Wie ich schon schrieb, es ist ein Experiment am eigenen Leib, denn wirkliche Rohköstler, d.h. Menschen, die 100%ig roh leben, sind rar gesät und es gibt keinerlei Untersuchungen oder Statistiken über diese Personengruppe.

Die von Nekilotte erwähnte Gießener Rohkoststudie ist meiner Meinung nach nicht geeignet, irgendwelche Aussagen über die Ernährung mit Rohkost zu machen.
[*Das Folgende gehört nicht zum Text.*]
use crate::{grid::Crs, TileName};
use thiserror::Error;

#[derive(Error, Debug)]
pub enum TileGridError {
    #[error("{0}")]
    Io(#[from] std::io::Error),

    #[error("{0}")]
    Csv(#[from] csv::Error),

    #[error("malformed lookup row {0:?}")]
    MalformedRow(String),

    #[error("invalid tile name {0:?}, expected \"x_y\"")]
    TileName(String),

    #[error("year {0} is outside every known DEM epoch")]
    InvalidYear(u16),

    #[error("unknown DEM epoch {0:?}")]
    InvalidEpoch(String),

    #[error("no lookup entry for tile {tile} in {year}")]
    LookupMiss { year: u16, tile: TileName },

    #[error("{count} lookup entries for tile {tile} in {year}, table is corrupt")]
    LookupAmbiguous {
        year: u16,
        tile: TileName,
        count: usize,
    },

    #[error("AOI is in {aoi} but the grid is in {grid}")]
    GeometryMismatch { aoi: Crs, grid: Crs },

    #[error("unsupported {0} geometry, expected polygons")]
    UnsupportedGeometry(&'static str),

    #[error("AOI polygon {0} has crossing or touching rings")]
    InvalidPolygon(usize),

    #[error("AOI contains no polygons")]
    EmptyAoi,

    #[error("grid feature has no {0:?} attribute")]
    MissingName(String),

    #[error("unrecognized CRS {0:?}")]
    Crs(String),

    #[error("{0}")]
    GeoJson(#[from] geojson::Error),
}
Der Großteil der bei dieser Studie erfassten Personen lebte und lebt nämlich gar nicht zu 100% roh.

Mir geht gut mit dieser Art von Ernährung gut, ich lasse regelmäßig meine Blutwerte untersuchen und die Werte sind bis jetzt optimal gewesen. Kein Grund also für mich, das Experiment abzubrechen, eher im Gegenteil.

Wenn weiterer Diskussionsbedarf besteht, können wir ja ein neues Thema aufmachen. Um Schweiß und Körpergeruch geht es bei unserer Diskussion ja wirklich nicht mehr.